**What is being asked:**
The records that follow must be transcribed in full, without any change.

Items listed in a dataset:
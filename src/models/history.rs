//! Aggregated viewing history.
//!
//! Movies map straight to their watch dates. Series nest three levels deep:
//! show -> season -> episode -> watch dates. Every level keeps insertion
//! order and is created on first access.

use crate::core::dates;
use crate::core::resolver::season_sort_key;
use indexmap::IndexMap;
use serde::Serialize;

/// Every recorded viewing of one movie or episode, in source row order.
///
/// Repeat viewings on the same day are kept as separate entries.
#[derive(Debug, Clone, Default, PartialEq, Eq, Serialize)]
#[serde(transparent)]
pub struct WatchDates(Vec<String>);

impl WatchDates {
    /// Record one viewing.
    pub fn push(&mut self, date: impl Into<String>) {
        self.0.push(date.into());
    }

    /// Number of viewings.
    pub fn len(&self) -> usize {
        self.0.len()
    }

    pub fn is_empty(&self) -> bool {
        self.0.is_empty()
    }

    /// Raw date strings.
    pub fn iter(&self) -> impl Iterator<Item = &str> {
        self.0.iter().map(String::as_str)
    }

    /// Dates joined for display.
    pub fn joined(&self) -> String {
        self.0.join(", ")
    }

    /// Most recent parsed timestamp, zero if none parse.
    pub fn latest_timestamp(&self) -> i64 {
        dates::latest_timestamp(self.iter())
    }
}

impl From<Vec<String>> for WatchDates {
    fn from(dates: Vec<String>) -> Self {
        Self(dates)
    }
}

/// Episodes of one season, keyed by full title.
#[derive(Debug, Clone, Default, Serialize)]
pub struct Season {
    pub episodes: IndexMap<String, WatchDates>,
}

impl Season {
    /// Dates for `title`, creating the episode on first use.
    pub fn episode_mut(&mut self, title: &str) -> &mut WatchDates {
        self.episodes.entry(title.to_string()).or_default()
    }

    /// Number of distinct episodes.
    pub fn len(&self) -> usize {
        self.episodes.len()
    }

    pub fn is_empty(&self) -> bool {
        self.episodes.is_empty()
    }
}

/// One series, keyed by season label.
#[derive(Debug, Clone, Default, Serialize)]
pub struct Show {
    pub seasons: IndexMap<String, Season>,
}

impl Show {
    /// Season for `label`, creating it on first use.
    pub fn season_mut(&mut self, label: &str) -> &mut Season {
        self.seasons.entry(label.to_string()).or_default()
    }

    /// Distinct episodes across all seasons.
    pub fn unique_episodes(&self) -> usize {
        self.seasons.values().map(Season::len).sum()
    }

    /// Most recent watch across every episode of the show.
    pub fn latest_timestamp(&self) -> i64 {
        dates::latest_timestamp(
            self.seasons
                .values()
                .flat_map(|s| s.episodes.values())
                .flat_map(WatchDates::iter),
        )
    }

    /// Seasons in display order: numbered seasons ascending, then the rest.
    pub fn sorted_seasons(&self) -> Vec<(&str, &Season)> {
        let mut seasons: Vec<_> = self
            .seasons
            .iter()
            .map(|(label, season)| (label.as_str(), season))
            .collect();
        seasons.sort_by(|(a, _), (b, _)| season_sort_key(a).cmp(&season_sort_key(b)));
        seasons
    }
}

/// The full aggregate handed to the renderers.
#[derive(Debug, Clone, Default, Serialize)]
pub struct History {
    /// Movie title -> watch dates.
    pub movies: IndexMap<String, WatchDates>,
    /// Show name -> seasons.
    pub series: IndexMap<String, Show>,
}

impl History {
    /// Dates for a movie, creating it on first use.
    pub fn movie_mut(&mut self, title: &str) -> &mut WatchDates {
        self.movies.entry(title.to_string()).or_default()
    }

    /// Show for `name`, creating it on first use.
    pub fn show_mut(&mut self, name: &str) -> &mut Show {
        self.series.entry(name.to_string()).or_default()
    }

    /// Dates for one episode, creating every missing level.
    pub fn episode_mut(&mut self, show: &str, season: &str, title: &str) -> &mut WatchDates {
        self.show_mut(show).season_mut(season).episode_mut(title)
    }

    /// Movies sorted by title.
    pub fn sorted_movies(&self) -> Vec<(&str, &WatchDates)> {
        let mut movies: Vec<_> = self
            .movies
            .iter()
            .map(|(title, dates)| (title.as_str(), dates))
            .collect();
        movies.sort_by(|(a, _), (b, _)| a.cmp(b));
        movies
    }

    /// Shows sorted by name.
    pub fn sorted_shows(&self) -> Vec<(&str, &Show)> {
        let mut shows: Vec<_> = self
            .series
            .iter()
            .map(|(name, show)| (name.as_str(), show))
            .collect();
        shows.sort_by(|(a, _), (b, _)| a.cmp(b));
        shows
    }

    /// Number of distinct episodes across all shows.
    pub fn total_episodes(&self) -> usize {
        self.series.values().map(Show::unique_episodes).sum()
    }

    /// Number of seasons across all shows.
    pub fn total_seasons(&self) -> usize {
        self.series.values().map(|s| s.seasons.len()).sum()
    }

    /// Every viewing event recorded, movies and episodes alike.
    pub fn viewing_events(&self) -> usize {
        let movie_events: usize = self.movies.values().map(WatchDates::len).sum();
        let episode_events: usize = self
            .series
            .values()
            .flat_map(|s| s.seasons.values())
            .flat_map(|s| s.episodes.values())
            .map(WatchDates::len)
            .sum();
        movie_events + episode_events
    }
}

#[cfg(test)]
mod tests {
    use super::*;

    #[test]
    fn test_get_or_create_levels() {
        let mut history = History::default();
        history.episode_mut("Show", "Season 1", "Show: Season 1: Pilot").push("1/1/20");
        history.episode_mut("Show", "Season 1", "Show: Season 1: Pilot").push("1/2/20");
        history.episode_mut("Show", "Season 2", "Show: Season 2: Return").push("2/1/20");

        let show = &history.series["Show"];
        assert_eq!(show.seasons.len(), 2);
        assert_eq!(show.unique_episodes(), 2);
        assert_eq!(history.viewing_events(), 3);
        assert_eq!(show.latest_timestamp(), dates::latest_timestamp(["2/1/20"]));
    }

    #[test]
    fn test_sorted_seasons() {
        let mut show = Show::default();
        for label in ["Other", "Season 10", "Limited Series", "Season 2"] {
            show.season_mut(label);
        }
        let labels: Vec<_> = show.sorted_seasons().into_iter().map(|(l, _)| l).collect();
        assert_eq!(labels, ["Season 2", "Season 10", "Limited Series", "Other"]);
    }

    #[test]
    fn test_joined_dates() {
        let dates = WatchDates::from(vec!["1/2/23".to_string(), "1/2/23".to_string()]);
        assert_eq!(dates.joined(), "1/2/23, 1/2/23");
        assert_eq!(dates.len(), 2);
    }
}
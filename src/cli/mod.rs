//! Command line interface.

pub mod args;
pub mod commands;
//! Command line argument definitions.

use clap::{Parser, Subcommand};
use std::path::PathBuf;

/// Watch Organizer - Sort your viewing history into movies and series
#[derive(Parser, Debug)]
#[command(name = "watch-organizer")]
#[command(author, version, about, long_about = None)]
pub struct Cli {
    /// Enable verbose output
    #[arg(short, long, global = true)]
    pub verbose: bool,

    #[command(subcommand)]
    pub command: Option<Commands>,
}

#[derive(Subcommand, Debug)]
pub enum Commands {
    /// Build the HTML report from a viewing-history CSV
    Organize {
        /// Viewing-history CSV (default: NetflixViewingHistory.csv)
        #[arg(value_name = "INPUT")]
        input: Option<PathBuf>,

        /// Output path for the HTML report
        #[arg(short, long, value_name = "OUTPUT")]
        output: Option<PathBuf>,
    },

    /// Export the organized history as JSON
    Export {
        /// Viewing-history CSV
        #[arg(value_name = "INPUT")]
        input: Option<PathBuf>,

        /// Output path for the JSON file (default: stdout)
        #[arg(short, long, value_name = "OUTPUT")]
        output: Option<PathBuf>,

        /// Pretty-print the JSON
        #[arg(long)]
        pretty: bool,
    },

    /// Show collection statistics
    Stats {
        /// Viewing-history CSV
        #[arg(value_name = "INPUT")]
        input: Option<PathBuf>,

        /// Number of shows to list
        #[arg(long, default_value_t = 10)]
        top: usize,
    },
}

**Answer area:**
filename src/models/history.rs
//! Aggregated viewing history.
//!
//! Movies map straight to their watch dates. Series nest three levels deep:
//! show -> season -> episode -> watch dates. Every level keeps insertion
//! order and is created on first access.

use crate::core::dates;
use crate::core::resolver::season_sort_key;
use indexmap::IndexMap;
use serde::Serialize;

/// Every recorded viewing of one movie or episode, in source row order.
///
/// Repeat viewings on the same day are kept as separate entries.
#[derive(Debug, Clone, Default, PartialEq, Eq, Serialize)]
#[serde(transparent)]
pub struct WatchDates(Vec<String>);

impl WatchDates {
    /// Record one viewing.
    pub fn push(&mut self, date: impl Into<String>) {
        self.0.push(date.into());
    }

    /// Number of viewings.
    pub fn len(&self) -> usize {
        self.0.len()
    }

    pub fn is_empty(&self) -> bool {
        self.0.is_empty()
    }

    /// Raw date strings.
    pub fn iter(&self) -> impl Iterator<Item = &str> {
        self.0.iter().map(String::as_str)
    }

    /// Dates joined for display.
    pub fn joined(&self) -> String {
        self.0.join(", ")
    }

    /// Most recent parsed timestamp, zero if none parse.
    pub fn latest_timestamp(&self) -> i64 {
        dates::latest_timestamp(self.iter())
    }
}

impl From<Vec<String>> for WatchDates {
    fn from(dates: Vec<String>) -> Self {
        Self(dates)
    }
}

/// Episodes of one season, keyed by full title.
#[derive(Debug, Clone, Default, Serialize)]
pub struct Season {
    pub episodes: IndexMap<String, WatchDates>,
}

impl Season {
    /// Dates for `title`, creating the episode on first use.
    pub fn episode_mut(&mut self, title: &str) -> &mut WatchDates {
        self.episodes.entry(title.to_string()).or_default()
    }

    /// Number of distinct episodes.
    pub fn len(&self) -> usize {
        self.episodes.len()
    }

    pub fn is_empty(&self) -> bool {
        self.episodes.is_empty()
    }
}

/// One series, keyed by season label.
#[derive(Debug, Clone, Default, Serialize)]
pub struct Show {
    pub seasons: IndexMap<String, Season>,
}

impl Show {
    /// Season for `label`, creating it on first use.
    pub fn season_mut(&mut self, label: &str) -> &mut Season {
        self.seasons.entry(label.to_string()).or_default()
    }

    /// Distinct episodes across all seasons.
    pub fn unique_episodes(&self) -> usize {
        self.seasons.values().map(Season::len).sum()
    }

    /// Most recent watch across every episode of the show.
    pub fn latest_timestamp(&self) -> i64 {
        dates::latest_timestamp(
            self.seasons
                .values()
                .flat_map(|s| s.episodes.values())
                .flat_map(WatchDates::iter),
        )
    }

    /// Seasons in display order: numbered seasons ascending, then the rest.
    pub fn sorted_seasons(&self) -> Vec<(&str, &Season)> {
        let mut seasons: Vec<_> = self
            .seasons
            .iter()
            .map(|(label, season)| (label.as_str(), season))
            .collect();
        seasons.sort_by(|(a, _), (b, _)| season_sort_key(a).cmp(&season_sort_key(b)));
        seasons
    }
}

/// The full aggregate handed to the renderers.
#[derive(Debug, Clone, Default, Serialize)]
pub struct History {
    /// Movie title -> watch dates.
    pub movies: IndexMap<String, WatchDates>,
    /// Show name -> seasons.
    pub series: IndexMap<String, Show>,
}

impl History {
    /// Dates for a movie, creating it on first use.
    pub fn movie_mut(&mut self, title: &str) -> &mut WatchDates {
        self.movies.entry(title.to_string()).or_default()
    }

    /// Show for `name`, creating it on first use.
    pub fn show_mut(&mut self, name: &str) -> &mut Show {
        self.series.entry(name.to_string()).or_default()
    }

    /// Dates for one episode, creating every missing level.
    pub fn episode_mut(&mut self, show: &str, season: &str, title: &str) -> &mut WatchDates {
        self.show_mut(show).season_mut(season).episode_mut(title)
    }

    /// Movies sorted by title.
    pub fn sorted_movies(&self) -> Vec<(&str, &WatchDates)> {
        let mut movies: Vec<_> = self
            .movies
            .iter()
            .map(|(title, dates)| (title.as_str(), dates))
            .collect();
        movies.sort_by(|(a, _), (b, _)| a.cmp(b));
        movies
    }

    /// Shows sorted by name.
    pub fn sorted_shows(&self) -> Vec<(&str, &Show)> {
        let mut shows: Vec<_> = self
            .series
            .iter()
            .map(|(name, show)| (name.as_str(), show))
            .collect();
        shows.sort_by(|(a, _), (b, _)| a.cmp(b));
        shows
    }

    /// Number of distinct episodes across all shows.
    pub fn total_episodes(&self) -> usize {
        self.series.values().map(Show::unique_episodes).sum()
    }

    /// Number of seasons across all shows.
    pub fn total_seasons(&self) -> usize {
        self.series.values().map(|s| s.seasons.len()).sum()
    }

    /// Every viewing event recorded, movies and episodes alike.
    pub fn viewing_events(&self) -> usize {
        let movie_events: usize = self.movies.values().map(WatchDates::len).sum();
        let episode_events: usize = self
            .series
            .values()
            .flat_map(|s| s.seasons.values())
            .flat_map(|s| s.episodes.values())
            .map(WatchDates::len)
            .sum();
        movie_events + episode_events
    }
}

#[cfg(test)]
mod tests {
    use super::*;

    #[test]
    fn test_get_or_create_levels() {
        let mut history = History::default();
        history.episode_mut("Show", "Season 1", "Show: Season 1: Pilot").push("1/1/20");
        history.episode_mut("Show", "Season 1", "Show: Season 1: Pilot").push("1/2/20");
        history.episode_mut("Show", "Season 2", "Show: Season 2: Return").push("2/1/20");

        let show = &history.series["Show"];
        assert_eq!(show.seasons.len(), 2);
        assert_eq!(show.unique_episodes(), 2);
        assert_eq!(history.viewing_events(), 3);
        assert_eq!(show.latest_timestamp(), dates::latest_timestamp(["2/1/20"]));
    }

    #[test]
    fn test_sorted_seasons() {
        let mut show = Show::default();
        for label in ["Other", "Season 10", "Limited Series", "Season 2"] {
            show.season_mut(label);
        }
        let labels: Vec<_> = show.sorted_seasons().into_iter().map(|(l, _)| l).collect();
        assert_eq!(labels, ["Season 2", "Season 10", "Limited Series", "Other"]);
    }

    #[test]
    fn test_joined_dates() {
        let dates = WatchDates::from(vec!["1/2/23".to_string(), "1/2/23".to_string()]);
        assert_eq!(dates.joined(), "1/2/23, 1/2/23");
        assert_eq!(dates.len(), 2);
    }
}
filename src/cli/mod.rs
//! Command line interface.

pub mod args;
pub mod commands;
//! Command line argument definitions.

use clap::{Parser, Subcommand};
use std::path::PathBuf;

/// Watch Organizer - Sort your viewing history into movies and series
#[derive(Parser, Debug)]
#[command(name = "watch-organizer")]
#[command(author, version, about, long_about = None)]
pub struct Cli {
    /// Enable verbose output
    #[arg(short, long, global = true)]
    pub verbose: bool,

    #[command(subcommand)]
    pub command: Option<Commands>,
}

#[derive(Subcommand, Debug)]
pub enum Commands {
    /// Build the HTML report from a viewing-history CSV
    Organize {
        /// Viewing-history CSV (default: NetflixViewingHistory.csv)
        #[arg(value_name = "INPUT")]
        input: Option<PathBuf>,

        /// Output path for the HTML report
        #[arg(short, long, value_name = "OUTPUT")]
        output: Option<PathBuf>,
    },

    /// Export the organized history as JSON
    Export {
        /// Viewing-history CSV
        #[arg(value_name = "INPUT")]
        input: Option<PathBuf>,

        /// Output path for the JSON file (default: stdout)
        #[arg(short, long, value_name = "OUTPUT")]
        output: Option<PathBuf>,

        /// Pretty-print the JSON
        #[arg(long)]
        pretty: bool,
    },

    /// Show collection statistics
    Stats {
        /// Viewing-history CSV
        #[arg(value_name = "INPUT")]
        input: Option<PathBuf>,

        /// Number of shows to list
        #[arg(long, default_value_t = 10)]
        top: usize,
    },
}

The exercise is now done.